Examine each line of the data. Copy those that contain the string "PatternTagger".

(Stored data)
━━━━━━━━━━━━━━━━━━━━━━━━━━━━━━

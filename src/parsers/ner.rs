//! Named-entity tagging over free text (comments and string literals).
//!
//! The pipeline only depends on [`EntityTagger`]; [`PatternTagger`] is the
//! built-in, model-free implementation.

use once_cell::sync::Lazy;
use regex::Regex;

/// A labelled byte range inside the tagged text.
#[derive(Debug, Clone, PartialEq, Eq)]
pub struct TaggedSpan {
    pub start: usize,
    pub end: usize,
    pub label: String,
}

pub trait EntityTagger: Send + Sync {
    fn tag(&self, text: &str) -> Vec<TaggedSpan>;
}

static PATTERNS: Lazy<Vec<(&'static str, Regex)>> = Lazy::new(|| {
    [
        ("URL", r#"https?://[^\s<>"'()\[\]{}`]+"#),
        ("EMAIL", r"\b[A-Za-z0-9._%+-]+@[A-Za-z0-9.-]+\.[A-Za-z]{2,}\b"),
        ("DATE", r"\b\d{4}-\d{2}-\d{2}\b"),
        ("VERSION", r"\bv?\d+\.\d+\.\d+(?:-[0-9A-Za-z.]+)?\b"),
        ("PROPER_NOUN", r"\b[A-Z][a-z]+(?:[ \t]+[A-Z][a-z]+)+\b"),
    ]
    .into_iter()
    .map(|(label, pattern)| (label, Regex::new(pattern).expect("tagger pattern")))
    .collect()
});

/// Regex tagger for URL, EMAIL, DATE, VERSION and PROPER_NOUN.
///
/// Patterns are tried in that order and a later match never overlaps an earlier one.
#[derive(Debug, Default, Clone, Copy)]
pub struct PatternTagger;

impl EntityTagger for PatternTagger {
    fn tag(&self, text: &str) -> Vec<TaggedSpan> {
        let mut accepted: Vec<TaggedSpan> = Vec::new();

        for (label, regex) in PATTERNS.iter() {
            for m in regex.find_iter(text) {
                let overlaps = accepted
                    .iter()
                    .any(|span| m.start() < span.end && span.start < m.end());
                if !overlaps {
                    accepted.push(TaggedSpan {
                        start: m.start(),
                        end: m.end(),
                        label: (*label).to_string(),
                    });
                }
            }
        }

        accepted.sort_by_key(|span| span.start);
        accepted
    }
}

━━━━━━━━━━━━━━━━━━━━━━━━━━━━━━

**Task result:**
//! The pipeline only depends on [`EntityTagger`]; [`PatternTagger`] is the
pub struct PatternTagger;
impl EntityTagger for PatternTagger {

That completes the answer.